Just one more thing (update): Don't give me that "Fitzgerald told me not to tell anyone" b.s. You didn't seem have a problem gossiping aboutleaking the classified status of a CIA agent to the press. Funny how you developed scruples only when it came to your role in the whole thing.

[Note: Yeah, I'm still too busy to be blogging. But THIS rant I needed to get out of my system. Now I'll move on.]

Update 9/9: Yeah, I know this thread is dead. But I still want to add another two things, and they're not worth a new post--at least not one that I have time to do right now.
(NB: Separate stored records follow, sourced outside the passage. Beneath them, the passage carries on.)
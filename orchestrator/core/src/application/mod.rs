// Copyright (c) 2026 100monkeys.ai
// SPDX-License-Identifier: AGPL-3.0

pub mod context;
pub mod create_repository;
pub mod worker;

pub use context::JobContext;
pub use create_repository::{CreateRepositoryJob, CreateRepositoryRequest, WaitOutcome};
pub use worker::spawn_job;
He didn't twist under a shadow; he didn't incur legal bills; he didn't spend time in jail in connection with the investigation, as Judith Miller--who never even wrote a story outing Plame, something people persistently want to forget--did.

And he wasn't "outed" as the source, either. In fact, he was protected from exposure, from the very beginning or from very early on (depending on the case), by powerful, influential and respected people (thus my mention of two others in this post). They let us--we the people, en masse--down: Whether or not that was the intention, that's what they did. That's what happened. It's contributed to where were are, on multiple levels.

Finally, in case an implied point of mine was too, well, implied, as opposed to being clear:

I think a lot--if not most--of this has to do with a phrase with which we're all familiar:

Paybacks are a bitch.

Doesn't make it any less dishonorable, though, given that the cost was born far more widely than by just the people against whom a grudge could be understood. The fact that this issue, this utterly predictable effect, either wasn't weighed (recognized?) or was disregarded makes the the behavior more, rather than less, egregious.

2nd update, 9/9 All of which activity and behavior and motive, blended with other activity and behavior and motive, blurs the distinction between the "Forces of Right" and the "Forces of Wrong," which is how we keep wanting to set up not just this, but basically everything.

But life simply doesn't work that way. It doesn't. It doesn't matter from which side or agenda that POV is presented. It doesn't matter whether we're talking life writ large or small. It doesn't matter if we're talking in political terms, or partisan ones. (And not even in daily life, for the vast majority of people, not really.)

Wishin' ain't gettin'.

Flat out: Life just doesn't work that way.